Esin Hamamcı, Oksijen gazetesi, 20 Eylül 2023
Gerbrand Bakker, 15. İTEF-İstanbul Uluslararası Edebiyat Festivali’nin konuğu. Program kapsamında konuşma yapacak Bakker’ın son romanı Berberin Oğlu ve edebiyatı üzerine konuştuk.

2011 yılında Türkçeye çevrilen, geçmişi ve aileyi sorgulayan ilk romanı Yukarıda Ses Yok ve daha sonra da yine geçmiş ve insan ruhuna odaklanan Dolambaç isimli romanını okuduğumuz, Uluslararası Dublin Edebiyat Ödülü başta olmak üzere daha pek çok prestijli edebiyat ödülünün sahibi, Hollandalı yazar Gerbrand Bakker, bu yıl düzenlenecek İstanbul Uluslararası Edebiyat Festivali’nin en önemli konuklarından biri. Yazar bu yılki festivalde “Geriye Bırakılmak, Geçmişe Saplanmak” adlı bir konuşma yapacak. Romanlarında yeryüzünün en temel meseleleri olan aile, geçmiş, hafıza, insan ilişkileri ve insanın farklı ruh hallerine odaklanan Bakker, serlerinin yarattığı atmosfer bakımından bu yılın teması ‘Yeryüzü Edebiyatı’nın dile gelmiş hali gibi. Metis Yayınları’ndan Gül Özlen çevirisiyle çıkan son romanı Berberin Oğlu, İspanya’daki en büyük havacılık faciası üzerinden başkarakter Simon’un kendine yolculuğunu anlatıyor. Bakker’la bu yılki festivale katılması vesilesiyle Türkçedeki son romanı Berberin Oğlu’nu ve yazarlık serüvenini konuştuk.

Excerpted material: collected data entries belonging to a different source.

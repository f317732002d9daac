//! Time source for the key store.

use std::sync::Mutex;

use chrono::{DateTime, Duration, Utc};

/// Something that knows the current UTC instant.
pub trait Clock: Send + Sync {
    fn now(&self) -> DateTime<Utc>;
}

/// Wall-clock time.
#[derive(Debug, Default, Clone, Copy)]
pub struct SystemClock;

impl Clock for SystemClock {
    fn now(&self) -> DateTime<Utc> {
        Utc::now()
    }
}

/// A manually driven clock, for tests and simulations.
#[derive(Debug)]
pub struct FixedClock {
    now: Mutex<DateTime<Utc>>,
}

impl FixedClock {
    pub fn new(now: DateTime<Utc>) -> Self {
        Self {
            now: Mutex::new(now),
        }
    }

    pub fn set(&self, now: DateTime<Utc>) {
        *self.now.lock().unwrap_or_else(|e| e.into_inner()) = now;
    }

    pub fn advance(&self, by: Duration) {
        let mut now = self.now.lock().unwrap_or_else(|e| e.into_inner());
        *now += by;
    }
}

impl Clock for FixedClock {
    fn now(&self) -> DateTime<Utc> {
        *self.now.lock().unwrap_or_else(|e| e.into_inner())
    }
}
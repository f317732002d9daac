//! Standardized API error responses.
//!
//! Admin endpoints report failures with this JSON structure:
//!
//! ```json
//! {
//!   "success": false,
//!   "code": "KEY_NOT_FOUND",
//!   "message": "Key '7DAY-CHECKKEY-ABCDEFGHIJKL' not found"
//! }
//! ```
//!
//! The `details` field is optional and may name the offending field.
//! `/api/check` keeps its own `{status, msg}` shape but shares the codes.

use axum::{
    http::StatusCode,
    response::{IntoResponse, Response},
    Json,
};
use serde::{Deserialize, Serialize};
use tracing::error;

use crate::errors::KeyError;
use crate::server::validation::ValidationError;
use crate::store::RejectReason;

/// Machine-readable error codes for API responses.
#[derive(Debug, Clone, Copy, PartialEq, Eq, Serialize, Deserialize)]
#[serde(rename_all = "SCREAMING_SNAKE_CASE")]
pub enum ErrorCode {
    // === Key State (check rejections) ===
    /// Key was not found in the store
    KeyNotFound,
    /// Key has been locked by an administrator
    KeyLocked,
    /// Key lease has run out
    KeyExpired,
    /// Key is bound to a different device
    HardwareMismatch,

    // === Validation Errors (400) ===
    /// Request payload is invalid or malformed
    InvalidRequest,
    /// A required field is missing
    MissingField,
    /// A field value is invalid
    InvalidField,

    // === Server Errors (5xx) ===
    /// Reading or writing the key document failed
    StorageError,
    /// Server configuration error
    ConfigError,
    /// External service communication failed
    NetworkError,
    /// Unexpected internal server error
    InternalError,
}

impl ErrorCode {
    /// Returns the HTTP status code for this error code.
    pub fn status_code(&self) -> StatusCode {
        match self {
            ErrorCode::InvalidRequest | ErrorCode::MissingField | ErrorCode::InvalidField => {
                StatusCode::BAD_REQUEST
            }

            ErrorCode::KeyLocked | ErrorCode::KeyExpired | ErrorCode::HardwareMismatch => {
                StatusCode::FORBIDDEN
            }

            ErrorCode::KeyNotFound => StatusCode::NOT_FOUND,

            ErrorCode::StorageError | ErrorCode::ConfigError | ErrorCode::InternalError => {
                StatusCode::INTERNAL_SERVER_ERROR
            }

            ErrorCode::NetworkError => StatusCode::BAD_GATEWAY,
        }
    }

    /// Returns a default human-readable message for this error code.
    pub fn default_message(&self) -> &'static str {
        match self {
            ErrorCode::KeyNotFound => "Key does not exist",
            ErrorCode::KeyLocked => "Key is locked",
            ErrorCode::KeyExpired => "Key has expired",
            ErrorCode::HardwareMismatch => "HWID does not match the bound device",
            ErrorCode::InvalidRequest => "Request payload is invalid",
            ErrorCode::MissingField => "A required field is missing",
            ErrorCode::InvalidField => "A field value is invalid",
            ErrorCode::StorageError => "Key storage is unavailable",
            ErrorCode::ConfigError => "Server configuration error",
            ErrorCode::NetworkError => "Failed to communicate with external service",
            ErrorCode::InternalError => "An unexpected error occurred",
        }
    }
}

impl From<RejectReason> for ErrorCode {
    fn from(reason: RejectReason) -> Self {
        match reason {
            RejectReason::NotFound => ErrorCode::KeyNotFound,
            RejectReason::Locked => ErrorCode::KeyLocked,
            RejectReason::Expired => ErrorCode::KeyExpired,
            RejectReason::DeviceMismatch => ErrorCode::HardwareMismatch,
        }
    }
}

/// Error response body for admin endpoints.
#[derive(Debug, Clone, Serialize, Deserialize)]
pub struct ApiError {
    /// Always `false`
    pub success: bool,
    /// Machine-readable error code
    pub code: ErrorCode,
    /// Human-readable error message
    pub message: String,
    /// Optional additional details (field name, constraint violated, etc.)
    #[serde(skip_serializing_if = "Option::is_none")]
    pub details: Option<serde_json::Value>,
}

impl ApiError {
    /// Creates a new API error with the default message for `code`.
    pub fn new(code: ErrorCode) -> Self {
        Self::with_message(code, code.default_message())
    }

    /// Creates a new API error with a custom message.
    pub fn with_message(code: ErrorCode, message: impl Into<String>) -> Self {
        Self {
            success: false,
            code,
            message: message.into(),
            details: None,
        }
    }

    /// Adds details to an existing error.
    pub fn details(mut self, details: serde_json::Value) -> Self {
        self.details = Some(details);
        self
    }

    pub fn status_code(&self) -> StatusCode {
        self.code.status_code()
    }

    // === Convenience constructors for common errors ===

    pub fn key_not_found(key: &str) -> Self {
        Self::with_message(ErrorCode::KeyNotFound, format!("Key '{}' not found", key))
    }

    pub fn missing_field(field: &str) -> Self {
        Self::with_message(
            ErrorCode::MissingField,
            format!("Required field '{}' is missing", field),
        )
        .details(serde_json::json!({ "field": field }))
    }

    pub fn invalid_field(field: &str, reason: &str) -> Self {
        Self::with_message(
            ErrorCode::InvalidField,
            format!("Invalid value for '{}': {}", field, reason),
        )
        .details(serde_json::json!({ "field": field }))
    }

    pub fn internal_error() -> Self {
        Self::new(ErrorCode::InternalError)
    }
}

impl IntoResponse for ApiError {
    fn into_response(self) -> Response {
        let status = self.status_code();
        (status, Json(self)).into_response()
    }
}

impl std::fmt::Display for ApiError {
    fn fmt(&self, f: &mut std::fmt::Formatter<'_>) -> std::fmt::Result {
        write!(f, "{}: {}", self.code.default_message(), self.message)
    }
}

impl std::error::Error for ApiError {}

impl From<KeyError> for ApiError {
    fn from(err: KeyError) -> Self {
        match err {
            KeyError::InvalidInput(msg) => ApiError::with_message(ErrorCode::InvalidRequest, msg),
            KeyError::NotFound(key) => ApiError::key_not_found(&key),
            KeyError::Storage(msg) => {
                // Paths and OS errors stay in the log.
                error!(error = %msg, "key storage failure");
                ApiError::new(ErrorCode::StorageError)
            }
            KeyError::Config(msg) => ApiError::with_message(ErrorCode::ConfigError, msg),
            KeyError::Network(msg) => ApiError::with_message(ErrorCode::NetworkError, msg),
        }
    }
}

impl From<ValidationError> for ApiError {
    fn from(err: ValidationError) -> Self {
        ApiError::invalid_field(&err.field, &err.message)
    }
}

#[cfg(test)]
mod tests {
    use super::*;

    #[test]
    fn error_code_status_mapping() {
        assert_eq!(ErrorCode::KeyNotFound.status_code(), StatusCode::NOT_FOUND);
        assert_eq!(
            ErrorCode::InvalidRequest.status_code(),
            StatusCode::BAD_REQUEST
        );
        assert_eq!(ErrorCode::KeyLocked.status_code(), StatusCode::FORBIDDEN);
        assert_eq!(
            ErrorCode::StorageError.status_code(),
            StatusCode::INTERNAL_SERVER_ERROR
        );
    }

    #[test]
    fn internal_error_is_a_500() {
        let err = ApiError::internal_error();
        assert_eq!(err.code, ErrorCode::InternalError);
        assert_eq!(err.status_code(), StatusCode::INTERNAL_SERVER_ERROR);
        assert_eq!(err.message, "An unexpected error occurred");
    }

    #[test]
    fn api_error_serialization() {
        let err = ApiError::key_not_found("7DAY-CHECKKEY-ABCDEFGHIJKL");
        let json = serde_json::to_value(&err).unwrap();
        assert_eq!(json["success"], false);
        assert_eq!(json["code"], "KEY_NOT_FOUND");
        assert!(json.get("details").is_none());
    }

    #[test]
    fn api_error_with_details() {
        let err = ApiError::missing_field("key");
        let json = serde_json::to_value(&err).unwrap();
        assert_eq!(json["code"], "MISSING_FIELD");
        assert_eq!(json["details"]["field"], "key");
    }

    #[test]
    fn key_error_conversion() {
        let api_err: ApiError = KeyError::InvalidInput("bad count".to_string()).into();
        assert_eq!(api_err.code, ErrorCode::InvalidRequest);

        let api_err: ApiError = KeyError::Storage("/var/keys.json: denied".to_string()).into();
        assert_eq!(api_err.code, ErrorCode::StorageError);
        assert!(!api_err.message.contains("/var"));
    }

    #[test]
    fn reject_reason_conversion() {
        assert_eq!(
            ErrorCode::from(RejectReason::DeviceMismatch),
            ErrorCode::HardwareMismatch
        );
        assert_eq!(ErrorCode::from(RejectReason::Expired), ErrorCode::KeyExpired);
    }
}
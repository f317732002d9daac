//! Response bodies returned by the checkkey server, as seen by clients.

use serde::{Deserialize, Serialize};

use crate::record::{HistoryEvent, KeyDocument};

/// Reply to `POST /api/check`.
#[derive(Debug, Clone, Serialize, Deserialize)]
pub struct CheckReply {
    /// `"success"` or `"error"`
    pub status: String,
    #[serde(default)]
    pub code: Option<String>,
    pub msg: String,
    #[serde(rename = "expireAt", default)]
    pub expire_at: Option<String>,
}

impl CheckReply {
    pub fn is_valid(&self) -> bool {
        self.status == "success"
    }
}

/// Reply to `POST /api/create-key`.
#[derive(Debug, Clone, Serialize, Deserialize)]
pub struct CreateReply {
    pub success: bool,
    #[serde(default)]
    pub keys: Vec<String>,
    #[serde(default)]
    pub message: String,
}

/// Reply to lock/unlock/reset-hwid/renew/delete.
#[derive(Debug, Clone, Serialize, Deserialize)]
pub struct MessageReply {
    pub success: bool,
    #[serde(default)]
    pub message: String,
    #[serde(rename = "expireAt", default)]
    pub expire_at: Option<String>,
}

/// Reply to `GET /api/keys`.
#[derive(Debug, Clone, Serialize, Deserialize)]
pub struct ListReply {
    pub success: bool,
    pub data: KeyDocument,
}

/// Reply to `GET /api/history`.
#[derive(Debug, Clone, Serialize, Deserialize)]
pub struct HistoryReply {
    pub success: bool,
    pub data: Vec<HistoryEvent>,
    #[serde(rename = "expireAt", default)]
    pub expire_at: Option<String>,
    #[serde(default)]
    pub remaining: String,
}

/// Error body of admin endpoints.
#[derive(Debug, Clone, Serialize, Deserialize)]
pub struct ErrorReply {
    #[serde(default)]
    pub code: Option<String>,
    #[serde(default)]
    pub message: String,
}

#[cfg(test)]
mod tests {
    use super::*;

    #[test]
    fn check_reply_parses_rejection() {
        let reply: CheckReply = serde_json::from_str(
            r#"{"status":"error","code":"HARDWARE_MISMATCH","msg":"HWID does not match the bound device"}"#,
        )
        .unwrap();

        assert!(!reply.is_valid());
        assert_eq!(reply.code.as_deref(), Some("HARDWARE_MISMATCH"));
        assert!(reply.expire_at.is_none());
    }

    #[test]
    fn check_reply_parses_success_with_expiry() {
        let reply: CheckReply = serde_json::from_str(
            r#"{"status":"success","msg":"Key is valid","expireAt":"2025-01-08T00:00:00Z"}"#,
        )
        .unwrap();

        assert!(reply.is_valid());
        assert_eq!(reply.expire_at.as_deref(), Some("2025-01-08T00:00:00Z"));
    }

    #[test]
    fn error_reply_tolerates_missing_fields() {
        let reply: ErrorReply = serde_json::from_str(r#"{"success":false}"#).unwrap();
        assert!(reply.code.is_none());
        assert!(reply.message.is_empty());
    }
}
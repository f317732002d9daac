//! checkkey - license key issuing and validation
//!
//! Keys look like `7DAY-CHECKKEY-K3J9Q2M4ZT8X`. Each one carries a lease
//! duration, binds to the first hardware ID (HWID) that checks it, and keeps
//! an append-only audit history. The whole store is a single JSON document.
//!
//! # Features
//!
//! - `server` - Axum HTTP server (handlers, routes, logging). Enabled by default.
//! - `rate-limiting` - Per-IP rate limits on the HTTP routes.
//!
//! # Example
//!
//! ```toml
//! # Store, models and HTTP client only
//! checkkey = { path = ".", default-features = false }
//!
//! # Server with rate limiting
//! checkkey = { path = ".", features = ["rate-limiting"] }
//! ```

// Core modules (always available)
pub mod clock;
pub mod config;
pub mod duration;
pub mod errors;
pub mod key_generation;
pub mod presentation;
pub mod record;
pub mod store;

// HTTP client for a running server (always available)
pub mod client {
    pub mod key_client;
    pub mod responses;

    pub use key_client::KeyClient;
}

// Server-related modules (requires "server" feature)
#[cfg(feature = "server")]
#[path = "server/mod.rs"]
pub mod server;
//! License key generation.
//!
//! Keys look like `{DURATION}-{NAMESPACE}-{RANDOM}`, e.g.
//! `7DAY-CHECKKEY-K3M9Q2ZX7RTA`:
//!
//! - `DURATION` is the lease tag (`1DAY`, `7DAY`, `30DAY`, `90DAY`, `365DAY`)
//! - `NAMESPACE` is a fixed, configurable segment
//! - `RANDOM` is 10-15 characters drawn from `A-Z0-9`
//!
//! Uniqueness is probabilistic; the key store regenerates on the rare
//! collision with an existing key.

use rand::Rng;

use crate::config::KeyConfig;
use crate::duration::LeaseDuration;

/// Character set for the random segment.
const KEY_CHARSET: &[u8] = b"ABCDEFGHIJKLMNOPQRSTUVWXYZ0123456789";

/// Settings for key generation, usually derived from [`KeyConfig`].
#[derive(Debug, Clone)]
pub struct KeyFormat {
    pub namespace: String,
    pub random_length: u8,
}

impl Default for KeyFormat {
    fn default() -> Self {
        Self::from(&KeyConfig::default())
    }
}

impl From<&KeyConfig> for KeyFormat {
    fn from(config: &KeyConfig) -> Self {
        Self {
            namespace: config.namespace.clone(),
            random_length: config.random_length,
        }
    }
}

fn random_segment(length: u8) -> String {
    let mut rng = rand::rng();
    (0..length)
        .map(|_| {
            let idx = rng.random_range(0..KEY_CHARSET.len());
            KEY_CHARSET[idx] as char
        })
        .collect()
}

/// Generate a fresh key identifier for the given lease.
pub fn generate_key(duration: LeaseDuration, format: &KeyFormat) -> String {
    format!(
        "{}-{}-{}",
        duration.tag(),
        format.namespace,
        random_segment(format.random_length)
    )
}

#[cfg(test)]
mod tests {
    use super::*;
    use std::collections::HashSet;

    #[test]
    fn generated_key_has_expected_shape() {
        let format = KeyFormat::default();
        let key = generate_key(LeaseDuration::SevenDays, &format);

        assert!(key.starts_with("7DAY-CHECKKEY-"));
        let random = key.rsplit('-').next().unwrap();
        assert_eq!(random.len(), 12);
        assert!(random
            .chars()
            .all(|c| c.is_ascii_uppercase() || c.is_ascii_digit()));
    }

    #[test]
    fn respects_custom_namespace_and_length() {
        let format = KeyFormat {
            namespace: "VIPTOOL".to_string(),
            random_length: 15,
        };
        let key = generate_key(LeaseDuration::OneYear, &format);

        assert!(key.starts_with("365DAY-VIPTOOL-"));
        assert_eq!(key.rsplit('-').next().unwrap().len(), 15);
    }

    #[test]
    fn generated_keys_are_unique() {
        let format = KeyFormat::default();
        let mut keys = HashSet::new();

        for _ in 0..1000 {
            let key = generate_key(LeaseDuration::OneDay, &format);
            assert!(keys.insert(key.clone()), "Duplicate key generated: {}", key);
        }
    }
}
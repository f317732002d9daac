// src/client/main.rs

use clap::{Parser, Subcommand};
use serde::Serialize;

use checkkey::client::key_client::KeyClient;
use checkkey::client::responses::MessageReply;
use checkkey::errors::KeyResult;

/// Command-line client for a checkkey server.
#[derive(Debug, Parser)]
#[command(name = "checkkey_client", version, about, long_about = None)]
struct Cli {
    /// Base URL of the server
    #[arg(long, env = "CHECKKEY_SERVER_URL", default_value = "http://127.0.0.1:3000")]
    server: String,

    /// Print raw JSON replies
    #[arg(long)]
    json: bool,

    #[command(subcommand)]
    command: Command,
}

#[derive(Debug, Subcommand)]
enum Command {
    /// Mint new keys
    Create {
        /// Lease: 1DAY, 7DAY, 30DAY, 90DAY, 365DAY (or the day count)
        duration: String,
        /// Number of keys
        #[arg(default_value_t = 1)]
        count: u32,
        #[arg(long)]
        note: Option<String>,
    },
    /// Check a key for a device, binding it on first use
    Check { key: String, hwid: String },
    /// Lock a key
    Lock {
        key: String,
        #[arg(long)]
        reason: Option<String>,
    },
    /// Unlock a key
    Unlock { key: String },
    /// Unbind the device of a key
    ResetHwid { key: String },
    /// Replace the lease of a key
    Renew { key: String, duration: String },
    /// Delete a key permanently
    Delete { key: String },
    /// List all keys
    List,
    /// Show the audit trail of a key
    History { key: String },
}

fn print_json<T: Serialize>(value: &T) {
    match serde_json::to_string_pretty(value) {
        Ok(json) => println!("{json}"),
        Err(e) => eprintln!("failed to render reply: {e}"),
    }
}

fn report(reply: MessageReply, json: bool) -> bool {
    if json {
        print_json(&reply);
    } else {
        match &reply.expire_at {
            Some(expire_at) => println!("{} (expires {expire_at})", reply.message),
            None => println!("{}", reply.message),
        }
    }
    reply.success
}

async fn execute(cli: Cli) -> KeyResult<bool> {
    let client = KeyClient::new(cli.server);

    match cli.command {
        Command::Create {
            duration,
            count,
            note,
        } => {
            let reply = client.create(&duration, count, note.as_deref()).await?;
            if cli.json {
                print_json(&reply);
            } else {
                println!("{}", reply.message);
                for key in &reply.keys {
                    println!("{key}");
                }
            }
            Ok(reply.success)
        }
        Command::Check { key, hwid } => {
            let reply = client.check(&key, &hwid).await?;
            if cli.json {
                print_json(&reply);
            } else {
                match &reply.expire_at {
                    Some(expire_at) => println!("{} (expires {expire_at})", reply.msg),
                    None => println!("{}", reply.msg),
                }
            }
            Ok(reply.is_valid())
        }
        Command::List => {
            let reply = client.list().await?;
            if cli.json {
                print_json(&reply);
            } else if reply.data.is_empty() {
                println!("No keys.");
            } else {
                for (key, record) in &reply.data {
                    let state = match (record.locked, record.hwid.as_deref()) {
                        (true, _) => "locked".to_string(),
                        (false, Some(hwid)) => format!("bound to {hwid}"),
                        (false, None) => "unused".to_string(),
                    };
                    let lease = record
                        .duration
                        .map(|d| d.tag())
                        .unwrap_or_else(|| "perpetual".to_string());
                    println!("{key}  {lease}  {state}  {}", record.note);
                }
            }
            Ok(reply.success)
        }
        Command::History { key } => {
            let reply = client.history(&key).await?;
            if cli.json {
                print_json(&reply);
            } else {
                for event in &reply.data {
                    println!(
                        "{}  {:<10}  {:?}  {}",
                        event.time.to_rfc3339(),
                        event.action,
                        event.status,
                        event.note.as_deref().unwrap_or("")
                    );
                }
                println!("remaining: {}", reply.remaining);
            }
            Ok(reply.success)
        }
        Command::Lock { key, reason } => {
            Ok(report(client.lock(&key, reason.as_deref()).await?, cli.json))
        }
        Command::Unlock { key } => Ok(report(client.unlock(&key).await?, cli.json)),
        Command::ResetHwid { key } => Ok(report(client.reset_hwid(&key).await?, cli.json)),
        Command::Renew { key, duration } => {
            Ok(report(client.renew(&key, &duration).await?, cli.json))
        }
        Command::Delete { key } => Ok(report(client.delete(&key).await?, cli.json)),
    }
}

#[tokio::main]
async fn main() {
    let cli = Cli::parse();

    match execute(cli).await {
        Ok(true) => {}
        Ok(false) => std::process::exit(2),
        Err(e) => {
            eprintln!("Error: {e}");
            std::process::exit(1);
        }
    }
}
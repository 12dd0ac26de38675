//! ember-stream: wire framing and streaming consumption for the ember chat protocol
//!
//! This crate turns the raw byte stream of a generation endpoint into an ordered,
//! lazy sequence of text fragments followed by exactly one terminal classification.

pub mod consumer;
pub mod error;
pub mod frame;
pub mod transport;

pub use consumer::{FailureReason, FragmentStream, StreamItem, Termination, consume};
pub use error::{Error, Result};
pub use frame::{Frame, FrameDecoder};
pub use transport::{ByteStream, HttpTransport, Transport};
//! Plain terminal rendering of conversation events

use std::io::{self, Write};

use ember_chat::{ChatEvent, ExchangeId, Message, MessageStatus, Role};
use tokio::sync::{broadcast, mpsc};
use tokio::task::JoinHandle;

/// Render a transcript for display after loading
pub fn render_transcript(messages: &[Message]) -> String {
    let mut output = String::new();
    for message in messages {
        let marker = match message.status {
            MessageStatus::Complete => "",
            MessageStatus::Partial => " (partial)",
            MessageStatus::Failed => " (failed)",
        };
        output.push_str(&format!(
            "{}{}: {}\n",
            message.role.label(),
            marker,
            message.content
        ));
    }
    output
}

/// Terminal output for one event
#[derive(Debug, Default, PartialEq, Eq)]
pub struct Output {
    pub stdout: String,
    pub stderr: Option<String>,
    /// The exchange is over and everything for it has been rendered
    pub finished: bool,
}

/// Tracks how much of the in-flight response is already on screen.
///
/// Output is derived from the accumulated content carried by each event rather
/// than from individual fragments, so events skipped by a lagging receiver are
/// caught up by the next one.
#[derive(Debug, Default)]
pub struct LiveView {
    exchange: Option<ExchangeId>,
    printed: usize,
}

impl LiveView {
    pub fn apply(&mut self, event: &ChatEvent) -> Output {
        let mut out = Output::default();
        match event {
            ChatEvent::UserMessage { exchange, .. } | ChatEvent::StreamingStarted { exchange } => {
                self.start(*exchange);
            }
            ChatEvent::Preview {
                exchange, content, ..
            } => {
                if self.exchange != Some(*exchange) {
                    self.start(*exchange);
                }
                out.stdout = self.catch_up(content);
            }
            ChatEvent::MessageFinalized { message } if message.role == Role::Assistant => {
                match message.status {
                    MessageStatus::Complete => out.stdout = self.catch_up(&message.content),
                    MessageStatus::Partial => {
                        out.stdout = self.catch_up(&message.content);
                        out.stderr = Some("\n[partial response kept]".to_string());
                    }
                    MessageStatus::Failed => {
                        out.stderr = Some(format!("\n[error] {}", message.content));
                    }
                }
            }
            ChatEvent::ExchangeFinished { .. } => {
                out.stdout.push('\n');
                *self = Self::default();
            }
            ChatEvent::Reset | ChatEvent::TranscriptReplaced { .. } => *self = Self::default(),
            ChatEvent::MessageFinalized { .. } => {}
        }
        out.finished = event.is_terminal();
        out
    }

    fn start(&mut self, exchange: ExchangeId) {
        self.exchange = Some(exchange);
        self.printed = 0;
    }

    /// The part of `content` not printed yet
    fn catch_up(&mut self, content: &str) -> String {
        match content.get(self.printed..) {
            Some(rest) if !rest.is_empty() => {
                self.printed = content.len();
                rest.to_string()
            }
            _ => String::new(),
        }
    }
}

/// Feed events through a [`LiveView`] until the channel closes
async fn render_events(
    mut events: broadcast::Receiver<ChatEvent>,
    mut sink: impl FnMut(Output),
) {
    let mut view = LiveView::default();
    loop {
        let event = match events.recv().await {
            Ok(event) => event,
            Err(broadcast::error::RecvError::Lagged(skipped)) => {
                tracing::debug!("Renderer skipped {} events, catching up", skipped);
                continue;
            }
            Err(broadcast::error::RecvError::Closed) => break,
        };
        sink(view.apply(&event));
    }
}

/// Print events as they arrive.
///
/// The returned receiver gets one `()` per finished exchange, once everything
/// for that exchange has been printed.
pub fn spawn_renderer(
    events: broadcast::Receiver<ChatEvent>,
) -> (JoinHandle<()>, mpsc::UnboundedReceiver<()>) {
    let (done_tx, done_rx) = mpsc::unbounded_channel();
    let handle = tokio::spawn(render_events(events, move |out| {
        if !out.stdout.is_empty() {
            print!("{}", out.stdout);
            let _ = io::stdout().flush();
        }
        if let Some(note) = out.stderr {
            eprintln!("{}", note);
        }
        if out.finished {
            let _ = done_tx.send(());
        }
    }));
    (handle, done_rx)
}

Bu sene ITEF’in konuğu olarak Türkiye’ye geliyorsunuz. ITEF’le bağınız nasıl oluştu, program kapsamında neler yapacaksınız?

Organizasyon tarafından davet edildiğim için ITEF'in misafiriyim. Bu yılki tema Yeryüzü Edebiyatı. Belki de kuruluş benim kitaplarımın bu temayla ilgili olduğunu düşünmüştür? Ve bana bir e-postada yazdıkları gibi: 'Bildiğiniz gibi Metis, Türkçe kitapları için harika bir iş çıkarıyor ve eminim ki Türk yayıncısı ve okurları da tıpkı bizim gibi oldukça heyecanlanacaktır :)' On ya da on iki yıl önce bir grup Hollandalı yazarla birlikte İstanbul ve İzmir'e gitmiştim. Komik olan şu ki: hiçbir edebî faaliyet hatırlamıyorum, sadece İstanbul'un en eski hamamlarından birini ziyaret etmek, dar bir sokakta yemek yemek ve işlek bir pazarda tütün içmek gibi turistik şeyler hatırlıyorum.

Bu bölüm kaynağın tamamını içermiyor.